Continuous growth is exponential where you are looking at A*e(bx) for constant A and b. You need two values to solve for two independent equations but you know f(x+5) = 1.6*f(x) for some particular value of x and you can cancel A from both sides.

Can you use this to solve for b?
• Oct 29th 2012, 08:42 PM
Eraser147
Re: Growth rate
1.6(x+5) = 1.6x+8? b=8??
• Oct 29th 2012, 08:48 PM
chiro
Re: Growth rate
No, f(x) is a function: f(x) = Ae^(bx) where f(x+5) = Ae^(b[x+5]).

You are not multiplying a constant f by x: f is a function that takes a value for x and spits out a value called f(x).

1.6*f(x+5) = 1.6*A*e(b[x+5]) = 1.6Ae^[bx + 5b] = 1.6Ae^[bx]*e^[5b] = f(x).
• Oct 29th 2012, 08:55 PM
Eraser147
Re: Growth rate
Sorry, but I really don't know where to go from 1.6Ae^[bx]*e^[5b] = f(x).
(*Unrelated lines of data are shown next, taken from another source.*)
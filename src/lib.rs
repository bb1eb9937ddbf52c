//! Titlescan: a bulk page-title harvester
//!
//! This crate fetches large lists of URLs concurrently, extracts a representative
//! title for every page (first `<h1>`, falling back to `<title>`), and writes one
//! URL/Title report per input list. Fetching is bounded by a concurrency ceiling,
//! split into fixed-size chunks, and wrapped in a flat retry policy.

pub mod config;
pub mod crawler;
pub mod input;
pub mod output;
pub mod state;

use std::path::PathBuf;
use thiserror::Error;

/// Main error type for run-level failures
///
/// Per-URL failures are never represented here; they are carried as
/// [`state::FetchError`] values inside each outcome.
#[derive(Debug, Error)]
pub enum ScanError {
    #[error("Configuration error: {0}")]
    Config(#[from] ConfigError),

    #[error("Input error: {0}")]
    Input(#[from] InputError),

    #[error("Output error: {0}")]
    Output(#[from] output::OutputError),

    #[error("HTTP client error: {0}")]
    Reqwest(#[from] reqwest::Error),

    #[error("Concurrency limiter closed: {0}")]
    Semaphore(#[from] tokio::sync::AcquireError),

    #[error("IO error: {0}")]
    Io(#[from] std::io::Error),
}

/// Configuration-specific errors
#[derive(Debug, Error)]
pub enum ConfigError {
    #[error("Failed to read config file: {0}")]
    Io(#[from] std::io::Error),

    #[error("Failed to parse TOML: {0}")]
    Parse(#[from] toml::de::Error),

    #[error("Validation error: {0}")]
    Validation(String),
}

/// Errors raised while discovering and reading URL lists
#[derive(Debug, Error)]
pub enum InputError {
    #[error("Input folder not found: {}", .0.display())]
    MissingFolder(PathBuf),

    #[error("No TXT files found in {}", .0.display())]
    NoUrlFiles(PathBuf),

    #[error("No URLs found in any TXT file in {}", .0.display())]
    NoUrls(PathBuf),

    #[error("Failed to read {}: {source}", path.display())]
    Read {
        path: PathBuf,
        source: std::io::Error,
    },
}

impl InputError {
    /// Returns true if the input simply holds nothing to fetch
    pub fn is_nothing_to_do(&self) -> bool {
        matches!(
            self,
            InputError::MissingFolder(_) | InputError::NoUrlFiles(_) | InputError::NoUrls(_)
        )
    }
}

/// Result type alias for run-level operations
pub type Result<T> = std::result::Result<T, ScanError>;

/// Result type alias for configuration operations
pub type ConfigResult<T> = std::result::Result<T, ConfigError>;

/// Result type alias for input operations
pub type InputResult<T> = std::result::Result<T, InputError>;

// Re-export commonly used types
pub use config::Config;
pub use crawler::{BatchRunner, Coordinator};
pub use state::{Bucket, FetchError, FetchOutcome, Tally, TallySnapshot, UrlState};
Can you please show me the whole entire solution. I think that would help me trace out everything that you are trying to tell me.
• Oct 29th 2012, 09:00 PM
chiro
Re: Growth rate
What does f(x) equal? (Hint: I posted it above, just plug it in).
• Oct 29th 2012, 09:07 PM
Eraser147
Re: Growth rate
Well, I just figured it out this way which was similar to my student's solution manual.. If the initial amount was 0, then... if it raised up to 160%, that means that it went up 2.6 times the original number. Then I can have this formula 2.6P=Pe^5r which is ln2.6/5
• Oct 29th 2012, 09:09 PM
chiro
Re: Growth rate
Yes sorry I made a mistake in that you should have 2.6f(x+5) = f(x). If you cancel out the A and e^(bx) from both sides you will get exactly the same equation as in the solution manual.